Vijay wrote:
First off pardon me if this is not the right list for
posting this question.
I am new to wikipedia mailing list.
You probably want mediawiki-l or wikitech-l for software issues.
I have just downloaded the wikipedia en dump
Please tell me *exactly* which file you've got (with url), and *exactly* how
you're extracting it (with program versions and command lines, if applicable).
and am trying to cofigure
wikipedia on my local server. I have mysql and php on windows 2003 server. I
installed mediawiki and have extracted the wikipedia en dump file which gave
me an xml file (4 GB).
Is it 4gb exactly? The file may have been cut off; perhaps you used a faulty
decompression utility or you extracted it on a FAT32 filesystem that does not
support large files?
Have you tried piping output instead of decompressing it first? Tried tailing
the end of the file to confirm it closes the XML properly?

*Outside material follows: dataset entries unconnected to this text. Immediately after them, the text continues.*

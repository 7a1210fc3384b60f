//! Read position over an immutable input buffer
//!
//! The cursor knows nothing about SIP grammar. It offers bounded lookahead,
//! single-byte consumption and line-oriented scanning; everything else is
//! built on top of it by the [`Lexer`](super::Lexer).

use bytes::Bytes;

use crate::error::{Error, Result};

/// ASCII letter
pub fn is_alpha(ch: u8) -> bool {
    ch.is_ascii_alphabetic()
}

/// ASCII decimal digit
pub fn is_digit(ch: u8) -> bool {
    ch.is_ascii_digit()
}

/// ASCII hexadecimal digit, either case
pub fn is_hex_digit(ch: u8) -> bool {
    ch.is_ascii_hexdigit()
}

/// An input buffer and a read position into it
///
/// `position` never exceeds the buffer length. Reads past the end fail with
/// [`Error::EndOfInput`] and leave the position untouched.
#[derive(Debug, Clone)]
pub struct Cursor {
    buffer: Bytes,
    position: usize,
    saved_position: usize,
}

impl Cursor {
    /// Create a cursor at the start of `buffer`
    pub fn new(buffer: impl Into<Bytes>) -> Self {
        Cursor {
            buffer: buffer.into(),
            position: 0,
            saved_position: 0,
        }
    }

    /// The whole input buffer
    pub fn buffer(&self) -> &Bytes {
        &self.buffer
    }

    /// Index of the next unread byte
    pub fn position(&self) -> usize {
        self.position
    }

    pub(crate) fn set_position(&mut self, position: usize) {
        self.position = position.min(self.buffer.len());
    }

    pub(crate) fn save_position(&mut self) {
        self.saved_position = self.position;
    }

    /// Length of the input buffer in bytes
    pub fn len(&self) -> usize {
        self.buffer.len()
    }

    /// True if the input buffer is empty
    pub fn is_empty(&self) -> bool {
        self.buffer.is_empty()
    }

    /// Unread bytes
    pub fn remaining(&self) -> &[u8] {
        &self.buffer[self.position..]
    }

    /// True while unread bytes remain
    pub fn has_more(&self) -> bool {
        self.position < self.buffer.len()
    }

    /// The byte `k` positions ahead of the cursor, without moving it
    pub fn lookahead(&self, k: usize) -> Result<u8> {
        self.position
            .checked_add(k)
            .and_then(|i| self.buffer.get(i))
            .copied()
            .ok_or(Error::EndOfInput {
                position: self.position.saturating_add(k),
            })
    }

    /// Shorthand for `lookahead(0)`
    pub fn peek(&self) -> Result<u8> {
        self.lookahead(0)
    }

    /// Advance by `k` bytes, clamped to the end of the buffer
    pub fn consume(&mut self, k: usize) {
        self.set_position(self.position.saturating_add(k));
    }

    /// Advance to the position recorded by the last peek operation
    pub fn consume_saved(&mut self) {
        self.set_position(self.saved_position);
    }

    /// Read and consume one byte
    pub fn next_byte(&mut self) -> Result<u8> {
        let ch = self.lookahead(0)?;
        self.position += 1;
        Ok(ch)
    }

    /// Consume up to and including the next `'\n'`, or to the end of input
    pub fn rest_of_line(&mut self) -> String {
        let start = self.position;
        let end = match self.remaining().iter().position(|&b| b == b'\n') {
            Some(offset) => start + offset + 1,
            None => self.buffer.len(),
        };
        self.position = end;
        self.slice_to_string(start, end)
    }

    /// Same as [`rest_of_line`](Self::rest_of_line) without consuming anything
    pub fn peek_line(&mut self) -> String {
        let saved = self.position;
        let line = self.rest_of_line();
        self.position = saved;
        line
    }

    /// Split the unread input into lines, each keeping its `'\n'`
    pub fn lines(&mut self) -> Vec<String> {
        let mut lines = Vec::new();
        while self.has_more() {
            lines.push(self.rest_of_line());
        }
        lines
    }

    /// Consume bytes up to, but not including, `delim`
    ///
    /// Fails without moving the cursor if `delim` never appears.
    pub fn next_token_by_delim(&mut self, delim: u8) -> Result<String> {
        let start = self.position;
        match self.remaining().iter().position(|&b| b == delim) {
            Some(offset) => {
                self.position = start + offset;
                Ok(self.slice_to_string(start, self.position))
            }
            None => Err(Error::UnterminatedString {
                delimiter: delim as char,
                start,
            }),
        }
    }

    /// Text of `buffer[start..end]`, invalid UTF-8 replaced with U+FFFD
    pub(crate) fn slice_to_string(&self, start: usize, end: usize) -> String {
        String::from_utf8_lossy(&self.buffer[start..end]).into_owned()
    }
}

When I tried importing the dump to mysql using
importDump.php, the process
started fine. But when the record count reached 18600, the process stopped
with the following error. I wonder what could be the problem? Any help in
this regard is highly appreciated.
Try using mwdumper instead of importDump. Any difference? (mwdumper is faster, too)

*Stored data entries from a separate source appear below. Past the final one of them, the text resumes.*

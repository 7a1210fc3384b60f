//! # rvoip-sip-lexer: SIP lexing and parsing engine
//!
//! The scanning layer under the rvoip SIP parsers. A single [`Lexer`] walks a
//! byte buffer and classifies tokens against named, switchable keyword
//! tables; the parsers in [`parser`] are hand-written recursive descent on
//! top of it and produce the ordered parameter lists in [`types`].
//!
//! ## Layers
//!
//! - [`lexer::Cursor`]: position, lookahead, line reads
//! - [`lexer::Lexer`]: keyword tables, token matching, quoted strings,
//!   comments, numbers, mark/rewind
//! - [`parser::CoreParser`]: rule tracing and `name[=value]` productions
//! - [`parser::HostNameParser`], [`parser::HeaderParser`]: grammars that
//!   switch tables on a shared lexer
//! - [`types::NameValue`], [`types::NameValueList`]: parsed parameters
//!
//! ## Usage
//!
//! ```rust
//! use rvoip_sip_lexer::prelude::*;
//!
//! let mut parser = CoreParser::new(";tag=abc123");
//! parser.lexer_mut().match_token(TokenType::Char(b';'))?;
//! let tag = parser.name_value(b'=')?;
//! assert_eq!(tag.value(), Some("abc123"));
//! assert_eq!(tag.to_string(), "tag=abc123");
//! # Ok::<(), rvoip_sip_lexer::Error>(())
//! ```
//!
//! Lexers and parsers are plain owned values with no shared state; use one
//! per buffer and per thread.

pub mod config;
pub mod error;
pub mod lexer;
pub mod parser;
pub mod types;

pub use config::ParserConfig;
pub use error::{Error, Result};
pub use lexer::{Lexer, Token, TokenType};
pub use parser::{CoreParser, HeaderParser, HostNameParser};
pub use types::{Host, HostPort, NameValue, NameValueList};

/// Commonly used items
pub mod prelude {
    pub use crate::config::{ParserConfig, CHAR_LEXER};
    pub use crate::error::{Error, Result};
    pub use crate::lexer::{Lexer, Mark, Token, TokenType, KEYWORD_START};
    pub use crate::parser::{CoreParser, ExtensionHeader, HeaderParser, HostNameParser};
    pub use crate::types::{Host, HostKind, HostPort, NameValue, NameValueList};
}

By the way, the wikipedia dump file is the current
version and not the
complete one. The zip file is around 900 MB in size.
This one, or an older version?
http://download.wikimedia.org/enwiki/20060125/enwiki-20060125-pages-article…
I'm still downloading it to double-check, but I can confirm that the XML in this
file is valid at least up to 29120 pages in, some ways past the point where your
import broke.
-- brion vibber (brion @
pobox.com)